▶ **REQUIRED WORK**:
Look for the word "crate" in the data below, and copy every line that holds it.

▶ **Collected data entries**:
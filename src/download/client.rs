//! HTTP client wrapper for playlist and segment fetches.
//!
//! One [`HttpClient`] serves every request of a job: both playlist levels
//! and all segments go through the same connection pool, with the caller's
//! headers forwarded unchanged on each request.

use std::collections::BTreeMap;
use std::path::Path;
use std::time::Duration;

use bytes::BytesMut;
use futures_util::StreamExt;
use reqwest::header::{HeaderMap, HeaderName, HeaderValue, RANGE};
use reqwest::{Client, StatusCode};
use tokio::fs::File;
use tokio::io::{AsyncWriteExt, BufWriter};
use tracing::{debug, instrument, warn};
use url::Url;

use super::constants::{CONNECT_TIMEOUT_SECS, READ_TIMEOUT_SECS};
use super::error::DownloadError;
use super::task::{BufferTarget, SegmentBuffer};
use crate::manifest::Segment;
use crate::user_agent;

/// HTTP client for playlists and segments.
///
/// Created once per job and cloned into workers; clones share the
/// underlying connection pool.
///
/// # Example
///
/// ```no_run
/// use hlsgrab_core::download::HttpClient;
/// use reqwest::header::HeaderMap;
/// use url::Url;
///
/// # async fn example() -> Result<(), Box<dyn std::error::Error>> {
/// let client = HttpClient::new();
/// let url = Url::parse("https://cdn.example/live/master.m3u8")?;
/// let text = client.fetch_manifest(&url, &HeaderMap::new()).await?;
/// println!("{} bytes of playlist", text.len());
/// # Ok(())
/// # }
/// ```
#[derive(Debug, Clone)]
pub struct HttpClient {
    client: Client,
}

impl Default for HttpClient {
    fn default() -> Self {
        Self::new()
    }
}

impl HttpClient {
    /// Creates a client with default timeouts (30s connect, 120s per request).
    ///
    /// # Panics
    ///
    /// Panics if the HTTP client builder fails to build with the static
    /// configuration. This should never happen in practice.
    #[must_use]
    #[allow(clippy::expect_used)]
    pub fn new() -> Self {
        Self::new_with_timeouts(CONNECT_TIMEOUT_SECS, READ_TIMEOUT_SECS)
    }

    /// Creates a client with explicit timeout values.
    ///
    /// # Panics
    ///
    /// Panics if the HTTP client builder fails to build with the supplied
    /// timeout configuration.
    #[must_use]
    #[allow(clippy::expect_used)]
    pub fn new_with_timeouts(connect_timeout_secs: u64, read_timeout_secs: u64) -> Self {
        let client = Client::builder()
            .connect_timeout(Duration::from_secs(connect_timeout_secs))
            .timeout(Duration::from_secs(read_timeout_secs))
            .gzip(true)
            .user_agent(user_agent::default_user_agent())
            .build()
            .expect("failed to build HTTP client with static configuration");
        Self { client }
    }

    /// Fetches playlist text.
    ///
    /// Invalid UTF-8 is replaced rather than rejected; the parser decides
    /// whether what remains is a playlist. Playlist fetches are not retried.
    ///
    /// # Errors
    ///
    /// Returns [`DownloadError`] on a non-HTTP(S) URL, a transport failure,
    /// a timeout, or a non-2xx status.
    #[instrument(skip(self, headers), fields(url = %url))]
    pub async fn fetch_manifest(
        &self,
        url: &Url,
        headers: &HeaderMap,
    ) -> Result<String, DownloadError> {
        let response = self.send_get(url, headers, None).await?;
        let body = response
            .bytes()
            .await
            .map_err(|e| map_reqwest_error(url.as_str(), e))?;

        let text = String::from_utf8_lossy(&body).into_owned();
        debug!(bytes = body.len(), "fetched playlist");
        Ok(text)
    }

    /// Fetches one segment into `target`.
    ///
    /// Byte-range segments are requested with a `Range` header. A server that
    /// ignores the header and answers 200 with the whole resource still yields
    /// exactly the requested sub-range.
    ///
    /// # Errors
    ///
    /// Returns [`DownloadError`] on a transport failure, a timeout, a non-2xx
    /// status, or a failure writing the buffer file. A partially written
    /// buffer file is removed before returning an error.
    #[instrument(skip(self, segment, headers, target), fields(index = segment.sequence_index, url = %segment.uri))]
    pub async fn fetch_segment(
        &self,
        segment: &Segment,
        headers: &HeaderMap,
        target: BufferTarget,
    ) -> Result<SegmentBuffer, DownloadError> {
        let range_header = segment.byte_range.and_then(|range| range.to_header_value());
        let response = self
            .send_get(&segment.uri, headers, range_header.as_deref())
            .await?;

        let mut window = match segment.byte_range {
            Some(range) if range_header.is_some() && response.status() == StatusCode::OK => {
                warn!(
                    url = %segment.uri,
                    "server ignored Range header; extracting sub-range from full response"
                );
                RangeWindow::clip(range.offset, range.length)
            }
            Some(range) if range_header.is_none() => RangeWindow::clip(0, range.length),
            _ => RangeWindow::full(),
        };

        let buffer = match target {
            BufferTarget::Memory => {
                let mut body = BytesMut::new();
                let mut stream = response.bytes_stream();
                while let Some(chunk) = stream.next().await {
                    let chunk = chunk.map_err(|e| map_reqwest_error(segment.uri.as_str(), e))?;
                    body.extend_from_slice(window.apply(&chunk));
                    if window.is_exhausted() {
                        break;
                    }
                }
                SegmentBuffer::Memory(body.freeze())
            }
            BufferTarget::File(path) => {
                let result = stream_to_file(response, segment.uri.as_str(), &path, &mut window).await;
                match result {
                    Ok(len) => SegmentBuffer::File { path, len },
                    Err(e) => {
                        debug!(path = %path.display(), "removing partial segment buffer after error");
                        let _ = tokio::fs::remove_file(&path).await;
                        return Err(e);
                    }
                }
            }
        };

        debug!(bytes = buffer.len(), "fetched segment");
        Ok(buffer)
    }

    async fn send_get(
        &self,
        url: &Url,
        headers: &HeaderMap,
        range_header: Option<&str>,
    ) -> Result<reqwest::Response, DownloadError> {
        if !matches!(url.scheme(), "http" | "https") {
            return Err(DownloadError::invalid_url(url.as_str()));
        }

        let mut request = self.client.get(url.clone()).headers(headers.clone());
        if let Some(range) = range_header {
            request = request.header(RANGE, range);
        }

        let response = request
            .send()
            .await
            .map_err(|e| map_reqwest_error(url.as_str(), e))?;

        let status = response.status();
        if !status.is_success() {
            return Err(DownloadError::http_status(url.as_str(), status.as_u16()));
        }

        Ok(response)
    }

    /// Returns a reference to the underlying reqwest client.
    #[must_use]
    pub fn inner(&self) -> &Client {
        &self.client
    }
}

/// Converts caller headers into a [`HeaderMap`], preserving their order.
///
/// # Errors
///
/// Returns [`DownloadError::InvalidHeader`] for a name or value that is not
/// valid in HTTP.
pub fn build_header_map(headers: &BTreeMap<String, String>) -> Result<HeaderMap, DownloadError> {
    let mut map = HeaderMap::with_capacity(headers.len());
    for (name, value) in headers {
        let header_name = HeaderName::from_bytes(name.trim().as_bytes())
            .map_err(|e| DownloadError::invalid_header(name, e.to_string()))?;
        let header_value = HeaderValue::from_str(value.trim())
            .map_err(|e| DownloadError::invalid_header(name, e.to_string()))?;
        map.insert(header_name, header_value);
    }
    Ok(map)
}

fn map_reqwest_error(url: &str, error: reqwest::Error) -> DownloadError {
    if error.is_timeout() {
        DownloadError::timeout(url)
    } else {
        DownloadError::network(url, error)
    }
}

/// Portion of a response body that belongs to the segment.
#[derive(Debug, Clone, Copy)]
struct RangeWindow {
    skip: u64,
    remaining: Option<u64>,
}

impl RangeWindow {
    fn full() -> Self {
        Self {
            skip: 0,
            remaining: None,
        }
    }

    fn clip(offset: u64, length: u64) -> Self {
        Self {
            skip: offset,
            remaining: Some(length),
        }
    }

    fn apply<'a>(&mut self, chunk: &'a [u8]) -> &'a [u8] {
        let mut chunk = chunk;
        if self.skip > 0 {
            let skipped = usize::try_from(self.skip).unwrap_or(usize::MAX).min(chunk.len());
            chunk = &chunk[skipped..];
            self.skip -= skipped as u64;
        }
        if let Some(remaining) = self.remaining.as_mut() {
            let taken = usize::try_from(*remaining).unwrap_or(usize::MAX).min(chunk.len());
            chunk = &chunk[..taken];
            *remaining -= taken as u64;
        }
        chunk
    }

    fn is_exhausted(&self) -> bool {
        self.remaining == Some(0)
    }
}

/// Streams the response body into a new file, returning bytes written.
async fn stream_to_file(
    response: reqwest::Response,
    url: &str,
    path: &Path,
    window: &mut RangeWindow,
) -> Result<u64, DownloadError> {
    let file = File::create(path)
        .await
        .map_err(|e| DownloadError::io(path, e))?;
    let mut writer = BufWriter::new(file);
    let mut stream = response.bytes_stream();
    let mut bytes_written: u64 = 0;

    while let Some(chunk_result) = stream.next().await {
        let chunk = chunk_result.map_err(|e| map_reqwest_error(url, e))?;
        let wanted = window.apply(&chunk);

        writer
            .write_all(wanted)
            .await
            .map_err(|e| DownloadError::io(path, e))?;
        bytes_written += wanted.len() as u64;

        if window.is_exhausted() {
            break;
        }
    }

    writer
        .flush()
        .await
        .map_err(|e| DownloadError::io(path, e))?;

    Ok(bytes_written)
}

▶ **WRITTEN REPLY**:
use crate::manifest::Segment;
use crate::user_agent;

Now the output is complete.